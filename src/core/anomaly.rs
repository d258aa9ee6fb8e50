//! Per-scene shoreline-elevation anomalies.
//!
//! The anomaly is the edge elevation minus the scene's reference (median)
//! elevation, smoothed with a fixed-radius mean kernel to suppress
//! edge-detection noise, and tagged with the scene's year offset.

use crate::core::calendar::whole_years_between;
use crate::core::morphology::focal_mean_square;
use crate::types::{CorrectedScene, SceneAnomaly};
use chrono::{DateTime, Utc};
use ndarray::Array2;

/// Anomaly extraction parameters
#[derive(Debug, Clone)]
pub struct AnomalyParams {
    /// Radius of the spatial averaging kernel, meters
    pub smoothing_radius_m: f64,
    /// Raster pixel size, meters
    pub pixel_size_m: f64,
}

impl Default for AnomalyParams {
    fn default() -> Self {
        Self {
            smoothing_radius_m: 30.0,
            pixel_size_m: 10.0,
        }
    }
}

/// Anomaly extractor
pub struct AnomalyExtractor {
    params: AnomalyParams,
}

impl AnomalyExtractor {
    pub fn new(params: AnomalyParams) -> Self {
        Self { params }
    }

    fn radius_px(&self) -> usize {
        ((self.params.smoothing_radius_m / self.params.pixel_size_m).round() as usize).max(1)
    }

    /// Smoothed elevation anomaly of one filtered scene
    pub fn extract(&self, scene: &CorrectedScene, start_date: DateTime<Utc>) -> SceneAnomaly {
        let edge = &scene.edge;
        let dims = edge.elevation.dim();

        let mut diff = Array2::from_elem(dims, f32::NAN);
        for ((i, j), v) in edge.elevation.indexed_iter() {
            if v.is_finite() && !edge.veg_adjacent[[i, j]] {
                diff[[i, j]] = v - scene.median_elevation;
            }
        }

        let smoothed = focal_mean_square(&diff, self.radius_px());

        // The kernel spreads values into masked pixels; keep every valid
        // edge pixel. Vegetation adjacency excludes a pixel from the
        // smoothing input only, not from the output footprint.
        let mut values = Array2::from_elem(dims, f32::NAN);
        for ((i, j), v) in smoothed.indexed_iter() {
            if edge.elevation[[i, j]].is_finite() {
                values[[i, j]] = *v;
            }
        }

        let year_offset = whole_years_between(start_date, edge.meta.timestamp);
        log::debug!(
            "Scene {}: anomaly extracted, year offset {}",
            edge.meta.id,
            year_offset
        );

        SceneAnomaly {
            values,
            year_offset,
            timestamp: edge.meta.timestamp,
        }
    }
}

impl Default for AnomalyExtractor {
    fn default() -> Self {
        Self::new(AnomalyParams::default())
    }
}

________

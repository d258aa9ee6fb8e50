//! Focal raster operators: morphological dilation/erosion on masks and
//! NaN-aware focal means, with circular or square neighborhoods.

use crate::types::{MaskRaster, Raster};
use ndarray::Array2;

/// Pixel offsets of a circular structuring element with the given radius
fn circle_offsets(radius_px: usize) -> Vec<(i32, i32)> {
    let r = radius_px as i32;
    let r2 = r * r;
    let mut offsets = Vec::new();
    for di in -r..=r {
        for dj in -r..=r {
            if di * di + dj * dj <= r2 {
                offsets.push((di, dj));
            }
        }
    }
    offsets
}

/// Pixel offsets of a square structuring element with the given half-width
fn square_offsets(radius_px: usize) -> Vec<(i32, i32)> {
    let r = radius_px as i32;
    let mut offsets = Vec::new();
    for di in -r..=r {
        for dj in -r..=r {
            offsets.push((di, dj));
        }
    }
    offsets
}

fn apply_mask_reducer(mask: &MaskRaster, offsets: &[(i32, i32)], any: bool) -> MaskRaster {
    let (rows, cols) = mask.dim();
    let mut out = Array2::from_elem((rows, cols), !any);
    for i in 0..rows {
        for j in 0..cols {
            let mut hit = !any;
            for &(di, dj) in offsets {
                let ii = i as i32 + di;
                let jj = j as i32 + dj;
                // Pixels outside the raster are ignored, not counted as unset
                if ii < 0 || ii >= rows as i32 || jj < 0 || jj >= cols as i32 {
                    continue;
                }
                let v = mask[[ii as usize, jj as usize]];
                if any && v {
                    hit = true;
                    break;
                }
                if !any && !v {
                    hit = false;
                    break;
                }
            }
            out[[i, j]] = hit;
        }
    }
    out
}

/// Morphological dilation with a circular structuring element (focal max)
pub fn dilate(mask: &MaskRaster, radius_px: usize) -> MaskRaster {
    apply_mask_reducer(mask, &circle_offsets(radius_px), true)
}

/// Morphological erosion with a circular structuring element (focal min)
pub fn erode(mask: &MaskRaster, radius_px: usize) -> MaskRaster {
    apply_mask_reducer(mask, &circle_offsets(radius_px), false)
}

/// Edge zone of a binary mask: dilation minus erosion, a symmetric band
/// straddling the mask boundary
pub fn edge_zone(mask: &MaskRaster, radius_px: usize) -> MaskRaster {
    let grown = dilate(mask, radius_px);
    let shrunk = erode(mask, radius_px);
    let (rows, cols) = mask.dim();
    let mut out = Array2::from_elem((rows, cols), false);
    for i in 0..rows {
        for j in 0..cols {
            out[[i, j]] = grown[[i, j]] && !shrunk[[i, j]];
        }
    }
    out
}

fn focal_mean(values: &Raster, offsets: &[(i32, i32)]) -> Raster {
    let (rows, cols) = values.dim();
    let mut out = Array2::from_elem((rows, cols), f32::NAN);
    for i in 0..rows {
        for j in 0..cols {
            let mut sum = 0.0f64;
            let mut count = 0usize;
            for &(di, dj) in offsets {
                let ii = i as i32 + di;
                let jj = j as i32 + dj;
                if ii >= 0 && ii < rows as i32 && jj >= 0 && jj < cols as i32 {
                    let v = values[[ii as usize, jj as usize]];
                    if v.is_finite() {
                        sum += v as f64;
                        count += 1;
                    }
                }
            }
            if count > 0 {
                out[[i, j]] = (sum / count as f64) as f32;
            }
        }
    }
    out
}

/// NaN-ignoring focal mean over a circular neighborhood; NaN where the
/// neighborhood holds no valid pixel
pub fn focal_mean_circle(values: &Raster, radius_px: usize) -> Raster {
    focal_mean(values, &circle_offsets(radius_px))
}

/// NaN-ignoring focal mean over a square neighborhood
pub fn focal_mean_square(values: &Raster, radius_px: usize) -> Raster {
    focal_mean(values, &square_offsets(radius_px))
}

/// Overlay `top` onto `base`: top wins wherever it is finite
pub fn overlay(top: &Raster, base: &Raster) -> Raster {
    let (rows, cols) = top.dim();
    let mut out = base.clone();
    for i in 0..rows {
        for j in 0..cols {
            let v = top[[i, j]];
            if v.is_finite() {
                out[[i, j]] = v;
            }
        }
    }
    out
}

________

▶ **Description of the task**
Check each line of the records for the word "AnomalyExtractor", then state how many lines have it, as a number only.

▶ **Task response**
3